Quando nasci con un problema, non sempre vieni compreso o accettato. Gli umani preferiscono cani in forma, dall’aspetto ideale. I cani non di razza vengono adottati di meno, figuriamoci cosa ne è di cani malati o con un aspetto “non convenzionale”.
“Junie B” è un cane problematico. Quando è nato pesava meno di due chili e aveva una grave malformazione all’occhio destro. Insomma, non era il cane ideale. Per i quattro zampe come lui, le porte del canile si spalancano con una facilità disarmante, quasi come una condanna.
Ma non c’è solo questo: Junie B, che in realtà è una femminuccia di Pitbull, ha dovuto subire 74 giorni di cure per una patologia congenita.

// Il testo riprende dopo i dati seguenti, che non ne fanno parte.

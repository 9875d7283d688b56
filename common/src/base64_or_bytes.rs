//! [`serde`] serialize and deserialize helpers for types that should be
//! base64-encoded for human-readable formats and raw-bytes for binary codecs.
//!
//! ## Example:
//!
//! ```rust
//! use common::base64_or_bytes;
//! use serde::{Deserialize, Serialize};
//!
//! #[derive(Serialize, Deserialize)]
//! struct Foo(#[serde(with = "base64_or_bytes")] Vec<u8>);
//! ```

// TODO(phlip9): use `serde_bytes` for more efficient ser/de with binary codecs.

use std::{borrow::Cow, fmt, marker::PhantomData};

use base64::Engine;
use serde::{de, ser, Deserializer, Serializer};

/// A trait to deserialize something from a base64-encoded string slice.
///
/// Examples:
///
/// ```
/// # use std::borrow::Cow;
/// use common::base64_or_bytes::FromBase64;
/// let s = String::from("gVX5KuLzr9SI4grp0P1mq1ABHCXXleQA/rPIqofhlxE=");
///
/// let vec = <Vec<u8>>::from_base64(&s).unwrap();
/// let cow = <Cow<'_, [u8]>>::from_base64(&s).unwrap();
/// ```
pub trait FromBase64: Sized {
    fn from_base64(s: &str) -> Result<Self, base64::DecodeError>;
}

impl FromBase64 for Vec<u8> {
    fn from_base64(s: &str) -> Result<Self, base64::DecodeError> {
        base64::engine::general_purpose::STANDARD.decode(s)
    }
}

impl FromBase64 for bytes::Bytes {
    fn from_base64(s: &str) -> Result<Self, base64::DecodeError> {
        base64::engine::general_purpose::STANDARD
            .decode(s)
            .map(Self::from)
    }
}

impl FromBase64 for Cow<'_, [u8]> {
    fn from_base64(s: &str) -> Result<Self, base64::DecodeError> {
        base64::engine::general_purpose::STANDARD
            .decode(s)
            .map(Cow::Owned)
    }
}

pub fn serialize<S, T>(data: T, serializer: S) -> Result<S::Ok, S::Error>
where
    S: Serializer,
    T: ser::Serialize + AsRef<[u8]>,
{
    if serializer.is_human_readable() {
        let s = base64::engine::general_purpose::STANDARD.encode(data.as_ref());
        serializer.serialize_str(&s)
    } else {
        data.serialize(serializer)
    }
}

pub fn deserialize<'de, D, T>(deserializer: D) -> Result<T, D::Error>
where
    D: Deserializer<'de>,
    T: de::Deserialize<'de> + FromBase64,
{
    struct Base64Visitor<T>(PhantomData<T>);

    impl<T: FromBase64> de::Visitor<'_> for Base64Visitor<T> {
        type Value = T;

        fn expecting(&self, f: &mut fmt::Formatter) -> fmt::Result {
            f.write_str("expecting base64 string")
        }

        fn visit_str<E: de::Error>(self, s: &str) -> Result<Self::Value, E> {
            T::from_base64(s).map_err(de::Error::custom)
        }
    }

    if deserializer.is_human_readable() {
        deserializer.deserialize_str(Base64Visitor(PhantomData))
    } else {
        T::deserialize(deserializer)
    }
}

#[cfg(test)]
mod test {
    use std::borrow::Cow;

    use bytes::Bytes;
    use proptest_derive::Arbitrary;
    use serde::{Deserialize, Serialize};

    use crate::{
        base64_or_bytes,
        test_utils::{arbitrary, roundtrip},
    };

    // TODO(phlip9): test w/ binary codec

    #[derive(Debug, Eq, PartialEq, Serialize, Deserialize, Arbitrary)]
    struct Foo {
        #[serde(with = "base64_or_bytes")]
        a: Vec<u8>,

        #[serde(with = "base64_or_bytes")]
        b: Cow<'static, [u8]>,

        #[serde(with = "base64_or_bytes")]
        #[proptest(strategy = "arbitrary::any_bytes()")]
        c: Bytes,
    }

    #[test]
    fn test_base64_or_bytes() {
        let foo = Foo {
            a: vec![1, 2, 5, 6, 9, 0, 0x42],
            b: Cow::Borrowed(b"asdf"),
            c: Bytes::from(vec![5, 4, 3, 2, 1, 0, 0x42]),
        };

        let actual = serde_json::to_value(&foo).unwrap();

        assert_eq!(
            &actual,
            &serde_json::json!({
                "a": "AQIFBgkAQg==",
                "b": "YXNkZg==",
                "c": "BQQDAgEAQg==",
            })
        );

        let s = serde_json::to_string(&foo).unwrap();
        let foo2: Foo = serde_json::from_str(&s).unwrap();

        assert_eq!(foo, foo2);
    }

    #[test]
    fn base64_or_bytes_json_roundtrip() {
        roundtrip::json_value_roundtrip_proptest::<Foo>();
    }
}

Per lei il destino era già segnato, ma l’amore di una donna l’ha salvata.
Qualcuno ha saputo guardare oltre e la volontaria del rifugio dove la cagnolina si trovava, ha scelto di portarla a casa sua per un affido temporaneo e per seguire lei stessa il percorso verso l’adozione di Junie B.
Seguire personalmente un cane, significa fare il possibile affinché trovi la giusta famigli adottante; significa abituarlo alla casa e agli esseri umani con un percorso dedicato, rendendolo visibile agli occhi di chi sta cercando un nuovo amico.

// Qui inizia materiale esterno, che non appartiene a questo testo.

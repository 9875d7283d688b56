//! FFI interface for QR code generation

use crate::qr;

/// Encode `data` as a QR code, then render it as a .bmp image.
///
/// Returns a self-describing image format (.bmp) and not raw pixel data since
/// that's easier to consume on the Dart side.
///
/// Renders with an opaque white BG and `LxColors.foreground` FG.
///
/// Returns an error if the data is too long to fit in a QR code (input data is
/// longer than 2953 B).
pub fn encode(data: Vec<u8>) -> anyhow::Result<Vec<u8>> {
    qr::encode(data).map_err(anyhow::Error::new)
}

/// Return the size in pixels of one side of the encoded QR code for a given
/// input `data.len()` in bytes.
///
/// flutter_rust_bridge:sync
pub fn encoded_pixels_per_side(data_len_bytes: usize) -> anyhow::Result<usize> {
    qr::encoded_pixels_per_side(data_len_bytes).map_err(anyhow::Error::new)
}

Anche nei canili purtroppo, si scelgono sempre i cani più belli e più giovani, lasciando indietro coloro che hanno patologie o soffrono la vecchiaia. In America questo si sarebbe trasformato in una morte per eutanasia per la piccola Junie B.
In attesa di una vera famiglia per questa dolce Pitbull da un solo occhio, la sua “umana temporanea” dichiara di essere più che felice di condividere con lei la sua casa e di voler fare di tutto per donarle una fissa dimora.